しかし現実はハブの心配だ。夜行性だからそろそろ起きるころだ。ヤツは赤外線の熱センサーを持っているから、私の熱源を察知して近づいて来るかもしれない。ここで咬まれてしまっては、助かる命も助からない。病院に行くどころか、人に助けを求める手段もない。ゴソゴソと音がすると、飛び起きてライトで茂みを照らす。ハブではなかった。大型のヤドカリが動いていた。「あと1日後には、ヤドカリは私の貴重なタンパク源になるんだ」イヤな予感がフッと脳裏をかすめた。

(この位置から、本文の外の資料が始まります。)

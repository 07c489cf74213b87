use std::path::{Path, PathBuf};

use crate::error::{Error, Result};

#[derive(Debug, Clone)]
pub struct DataDir {
    root: PathBuf,
}

impl DataDir {
    /// Resolve the data directory from, in order of priority:
    /// 1. An explicit path (from --data-dir)
    /// 2. The RAGLITE_DATA_DIR environment variable
    /// 3. The XDG data directory (~/.local/share/raglite/)
    pub fn resolve(explicit: Option<&Path>) -> Result<Self> {
        let root = if let Some(path) = explicit {
            path.to_path_buf()
        } else if let Ok(val) = std::env::var("RAGLITE_DATA_DIR") {
            PathBuf::from(val)
        } else {
            xdg::BaseDirectories::with_prefix("raglite")
                .get_data_home()
                .ok_or_else(|| {
                    Error::Config(
                        "could not determine XDG data home directory".into(),
                    )
                })?
        };

        std::fs::create_dir_all(&root)
            .map_err(|_| Error::DataDir(root.clone()))?;

        Ok(Self { root })
    }

    pub fn root(&self) -> &Path {
        &self.root
    }

    /// Directory holding one subdirectory of persisted index state per
    /// collection.
    pub fn index_dir(&self) -> Result<PathBuf> {
        let path = self.root.join("indexes");
        std::fs::create_dir_all(&path)
            .map_err(|_| Error::DataDir(path.clone()))?;
        Ok(path)
    }
}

それにしても口の中がネバネバして来た。脱水症が進行している症状だ。ここで急性腎不全や脳梗塞でも起こしたら、元も子もない。思い切って残りわずかなソルティライチを、一口分だけ残してほぼ全量を飲んでしまった。もう水はない。深刻にならざるを得なかった。
そうだ! 私は飛び起きて闇夜をライトで照らし、ビーチにころがっている栓付きのペットボトルを見つけ、海水で中を洗って来た。これから出る自分の尿も貴重な水分として貯めようと思ったのだ。尿中の水分は再利用出来るし、自分の尿を飲む民間療法もあるくらいだ。背に腹は代えられない。海水を飲むよりは、ましである。
こうして予期しなかったサバイバル1日目が暮れた。というか、開幕してしまったのだ。尿は2回あり全てペットボトルに貯めたが、300ml程度だった。以降、尿は全く出なかった。脱水症が確実に進行していた。